He thought that there might be a bare possibility of finding
her body, or the remains of it, for he was positive that she
had been devoured by some beast of prey. He deployed his
men into a skirmish line from the point where Esmeralda had
been found, and in this extended formation they pushed their
way, sweating and panting, through the tangled vines and
creepers. It was slow work. Noon found them but a few
miles inland. They halted for a brief rest then, and after
pushing on for a short distance further one of the men
discovered a well-marked trail.
It was an old elephant track, and D'Arnot after consulting
with Professor Porter and Clayton decided to follow it.

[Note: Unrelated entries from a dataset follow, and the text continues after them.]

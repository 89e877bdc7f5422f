//! Resource-specific waiters built on the bounded poll loop.
//!
//! Each waiter blocks (asynchronously) until a remotely managed resource
//! reaches an expected state, a terminal failure state is observed, or the
//! client's `build_timeout` budget runs out. Timing comes from the client
//! handle; the clock is injectable through [`Waiter::with_clock`] and the
//! free functions use the tokio-backed default.

pub mod poll;

pub use poll::{Clock, TokioClock, WaitTarget};

use log::{debug, info};
use thiserror::Error;

use crate::client::{
    ClientError, Image, ImageClient, ImageStatus, InterfaceAttachment, InterfaceClient, Volume,
    VolumeResourceClient, VolumeStatus,
};
use poll::PollState;

/// Failure signal of one waiter invocation.
///
/// Fatal states carry an error specific to their cause so callers can tell a
/// failed restore from a generic error state; everything the backend reports
/// outside the known vocabulary falls into `UnexpectedStatus`.
#[derive(Debug, Error)]
pub enum WaitError {
    #[error(
        "{resource} {id} failed to reach {target} within {timeout_secs} s \
         (last observed status: {last})"
    )]
    Timeout {
        resource: String,
        id: String,
        target: String,
        last: String,
        timeout_secs: u64,
    },

    #[error("image {image_id} entered status {status} while waiting to become {target}")]
    ImageCreateFailed {
        image_id: String,
        status: String,
        target: String,
    },

    #[error("{resource} {id} entered an error status")]
    ResourceBuildFailed { resource: String, id: String },

    #[error("volume {id} failed while restoring from backup")]
    VolumeRestoreFailed { id: String },

    #[error("volume {id} failed while extending")]
    VolumeExtendFailed { id: String },

    #[error("{resource} {id} failed while deleting")]
    VolumeDeleteFailed { resource: String, id: String },

    #[error("{resource} {id} reported unexpected status {status}")]
    UnexpectedStatus {
        resource: String,
        id: String,
        status: String,
    },

    #[error(transparent)]
    Client(#[from] ClientError),
}

/// Waiter handle carrying the injected clock.
///
/// `Waiter::new()` uses the tokio clock; tests inject a manual one. The
/// handle holds no other state, so it is free to construct per wait.
#[derive(Debug, Clone)]
pub struct Waiter<K = TokioClock> {
    clock: K,
}

impl Waiter<TokioClock> {
    pub fn new() -> Self {
        Self { clock: TokioClock }
    }
}

impl Default for Waiter<TokioClock> {
    fn default() -> Self {
        Self::new()
    }
}

impl<K: Clock> Waiter<K> {
    pub fn with_clock(clock: K) -> Self {
        Self { clock }
    }

    /// Waits for an image to report `target`.
    ///
    /// `error` and `killed` are terminal creation failures; any other
    /// non-target status keeps polling.
    pub async fn image_status<C>(
        &self,
        client: &C,
        image_id: &str,
        target: ImageStatus,
    ) -> Result<Image, WaitError>
    where
        C: ImageClient + ?Sized,
    {
        let wait = WaitTarget::new("image", image_id, format!("status {target}"));
        let image = poll::poll_until(
            &self.clock,
            client.build_interval(),
            client.build_timeout(),
            &wait,
            || {
                let target = target.clone();
                async move {
                    let image = client.show_image(image_id).await?;
                    if image.status == target {
                        return Ok(PollState::Satisfied(image));
                    }
                    match image.status {
                        ImageStatus::Error | ImageStatus::Killed => {
                            Ok(PollState::Fatal(WaitError::ImageCreateFailed {
                                image_id: image_id.to_string(),
                                status: image.status.to_string(),
                                target: target.to_string(),
                            }))
                        }
                        other => Ok(PollState::Retry(format!("status {other}"))),
                    }
                }
            },
        )
        .await?;

        info!("image {image_id} reached status {target}");
        Ok(image)
    }

    /// Waits for a volume-family resource to report `target`.
    ///
    /// The known fatal statuses each map to their own error kind; a status
    /// outside the known vocabulary that is neither the target nor transient
    /// fails as [`WaitError::UnexpectedStatus`] instead of polling forever.
    pub async fn volume_resource_status<C>(
        &self,
        client: &C,
        resource_id: &str,
        target: VolumeStatus,
    ) -> Result<Volume, WaitError>
    where
        C: VolumeResourceClient + ?Sized,
    {
        let kind = client.resource_kind();
        let wait = WaitTarget::new(kind.label(), resource_id, format!("status {target}"));
        let resource = poll::poll_until(
            &self.clock,
            client.build_interval(),
            client.build_timeout(),
            &wait,
            || {
                let target = target.clone();
                async move {
                    let resource = client.show_resource(resource_id).await?;
                    if resource.status == target {
                        return Ok(PollState::Satisfied(resource));
                    }
                    Ok(classify_volume_status(
                        kind.label(),
                        resource_id,
                        resource,
                    ))
                }
            },
        )
        .await?;

        info!("{kind} {resource_id} reached status {target}");
        Ok(resource)
    }

    /// Waits for a retyped volume to converge on `new_type`.
    ///
    /// Only type-name convergence is tracked here; checking the migration
    /// bookkeeping fields and the unchanged identity fields stays with the
    /// caller, which still holds the pre-retype snapshot to compare against.
    pub async fn volume_retype<C>(
        &self,
        client: &C,
        volume_id: &str,
        new_type: &str,
    ) -> Result<Volume, WaitError>
    where
        C: VolumeResourceClient + ?Sized,
    {
        let wait = WaitTarget::new("volume", volume_id, format!("type {new_type}"));
        let volume = poll::poll_until(
            &self.clock,
            client.build_interval(),
            client.build_timeout(),
            &wait,
            || async move {
                let volume = client.show_resource(volume_id).await?;
                if volume.volume_type.as_deref() == Some(new_type) {
                    Ok(PollState::Satisfied(volume))
                } else {
                    let current = volume.volume_type.as_deref().unwrap_or("none");
                    Ok(PollState::Retry(format!("type {current}")))
                }
            },
        )
        .await?;

        info!("volume {volume_id} retyped to {new_type}");
        Ok(volume)
    }

    /// Waits for a volume-family resource to disappear.
    ///
    /// A `NotFound` from the query is the success condition here, not an
    /// error; deletion races are expected. A resource stuck in
    /// `error_deleting` fails immediately.
    pub async fn resource_deletion<C>(&self, client: &C, resource_id: &str) -> Result<(), WaitError>
    where
        C: VolumeResourceClient + ?Sized,
    {
        let kind = client.resource_kind();
        let wait = WaitTarget::new(kind.label(), resource_id, "deletion");
        poll::poll_until(
            &self.clock,
            client.build_interval(),
            client.build_timeout(),
            &wait,
            || async move {
                match client.show_resource(resource_id).await {
                    Err(ClientError::NotFound { .. }) => Ok(PollState::Satisfied(())),
                    Err(err) => Err(err.into()),
                    Ok(resource) if resource.status == VolumeStatus::ErrorDeleting => {
                        Ok(PollState::Fatal(WaitError::VolumeDeleteFailed {
                            resource: kind.label().to_string(),
                            id: resource_id.to_string(),
                        }))
                    }
                    Ok(resource) => Ok(PollState::Retry(format!("status {}", resource.status))),
                }
            },
        )
        .await?;

        info!("{kind} {resource_id} deleted");
        Ok(())
    }

    /// Waits for a server interface attachment to report `target`
    /// (typically `ACTIVE`).
    ///
    /// The network service defines no fatal port state; missing the target
    /// before the budget runs out is the only failure mode.
    pub async fn interface_status<C>(
        &self,
        client: &C,
        server_id: &str,
        port_id: &str,
        target: &str,
    ) -> Result<InterfaceAttachment, WaitError>
    where
        C: InterfaceClient + ?Sized,
    {
        let wait = WaitTarget::new("interface", port_id, format!("port state {target}"));
        let attachment = poll::poll_until(
            &self.clock,
            client.build_interval(),
            client.build_timeout(),
            &wait,
            || async move {
                let attachment = client.show_interface(server_id, port_id).await?;
                if attachment.port_state == target {
                    Ok(PollState::Satisfied(attachment))
                } else {
                    Ok(PollState::Retry(format!(
                        "port state {}",
                        attachment.port_state
                    )))
                }
            },
        )
        .await?;

        debug!("interface {port_id} on server {server_id} reached {target}");
        Ok(attachment)
    }

    /// Waits until `port_id` no longer appears in the server's attachment
    /// list, returning the final list.
    ///
    /// A port that never detaches is indistinguishable from a slow detach,
    /// so timeout is the only failure mode.
    pub async fn interface_detach<C>(
        &self,
        client: &C,
        server_id: &str,
        port_id: &str,
    ) -> Result<Vec<InterfaceAttachment>, WaitError>
    where
        C: InterfaceClient + ?Sized,
    {
        let wait = WaitTarget::new("interface", port_id, "detach");
        let attachments = poll::poll_until(
            &self.clock,
            client.build_interval(),
            client.build_timeout(),
            &wait,
            || async move {
                let attachments = client.list_interfaces(server_id).await?;
                if attachments.iter().any(|a| a.port_id == port_id) {
                    Ok(PollState::Retry(format!(
                        "still attached ({} ports total)",
                        attachments.len()
                    )))
                } else {
                    Ok(PollState::Satisfied(attachments))
                }
            },
        )
        .await?;

        debug!("interface {port_id} detached from server {server_id}");
        Ok(attachments)
    }
}

fn classify_volume_status(resource: &str, id: &str, observed: Volume) -> PollState<Volume> {
    match observed.status {
        VolumeStatus::Error => PollState::Fatal(WaitError::ResourceBuildFailed {
            resource: resource.to_string(),
            id: id.to_string(),
        }),
        VolumeStatus::ErrorRestoring => PollState::Fatal(WaitError::VolumeRestoreFailed {
            id: id.to_string(),
        }),
        VolumeStatus::ErrorExtending => PollState::Fatal(WaitError::VolumeExtendFailed {
            id: id.to_string(),
        }),
        VolumeStatus::ErrorDeleting => PollState::Fatal(WaitError::VolumeDeleteFailed {
            resource: resource.to_string(),
            id: id.to_string(),
        }),
        VolumeStatus::Other(status) => PollState::Fatal(WaitError::UnexpectedStatus {
            resource: resource.to_string(),
            id: id.to_string(),
            status,
        }),
        transient => PollState::Retry(format!("status {transient}")),
    }
}

/// Waits for an image to report `target` using the tokio clock.
pub async fn wait_for_image_status<C: ImageClient>(
    client: &C,
    image_id: &str,
    target: ImageStatus,
) -> Result<Image, WaitError> {
    Waiter::new().image_status(client, image_id, target).await
}

/// Waits for a volume-family resource to report `target` using the tokio
/// clock.
pub async fn wait_for_volume_resource_status<C: VolumeResourceClient>(
    client: &C,
    resource_id: &str,
    target: VolumeStatus,
) -> Result<Volume, WaitError> {
    Waiter::new()
        .volume_resource_status(client, resource_id, target)
        .await
}

/// Waits for a retyped volume to converge on `new_type` using the tokio
/// clock.
pub async fn wait_for_volume_retype<C: VolumeResourceClient>(
    client: &C,
    volume_id: &str,
    new_type: &str,
) -> Result<Volume, WaitError> {
    Waiter::new().volume_retype(client, volume_id, new_type).await
}

/// Waits for a volume-family resource to disappear using the tokio clock.
pub async fn wait_for_resource_deletion<C: VolumeResourceClient>(
    client: &C,
    resource_id: &str,
) -> Result<(), WaitError> {
    Waiter::new().resource_deletion(client, resource_id).await
}

/// Waits for an interface attachment to report `target` using the tokio
/// clock.
pub async fn wait_for_interface_status<C: InterfaceClient>(
    client: &C,
    server_id: &str,
    port_id: &str,
    target: &str,
) -> Result<InterfaceAttachment, WaitError> {
    Waiter::new()
        .interface_status(client, server_id, port_id, target)
        .await
}

/// Waits until `port_id` detaches from the server using the tokio clock.
pub async fn wait_for_interface_detach<C: InterfaceClient>(
    client: &C,
    server_id: &str,
    port_id: &str,
) -> Result<Vec<InterfaceAttachment>, WaitError> {
    Waiter::new()
        .interface_detach(client, server_id, port_id)
        .await
}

The path wound through the jungle in a northeasterly
direction, and along it the column moved in single file.
Lieutenant D'Arnot was in the lead and moving at a quick
pace, for the trail was comparatively open. Immediately
behind him came Professor Porter, but as he could not keep
pace with the younger man D'Arnot was a hundred yards in
advance when suddenly a half dozen black warriors arose
about him.
D'Arnot gave a warning shout to his column as the blacks
closed on him, but before he could draw his revolver he had
been pinioned and dragged into the jungle.
His cry had alarmed the sailors and a dozen of them
sprang forward past Professor Porter, running up the trail to
their officer's aid.
They did not know the cause of his outcry, only that it was
a warning of danger ahead. They had rushed past the spot
where D'Arnot had been seized when a spear hurled from the
jungle transfixed one of the men, and then a volley of arrows
fell among them.
Raising their rifles they fired into the underbrush in the
direction from which the missiles had come.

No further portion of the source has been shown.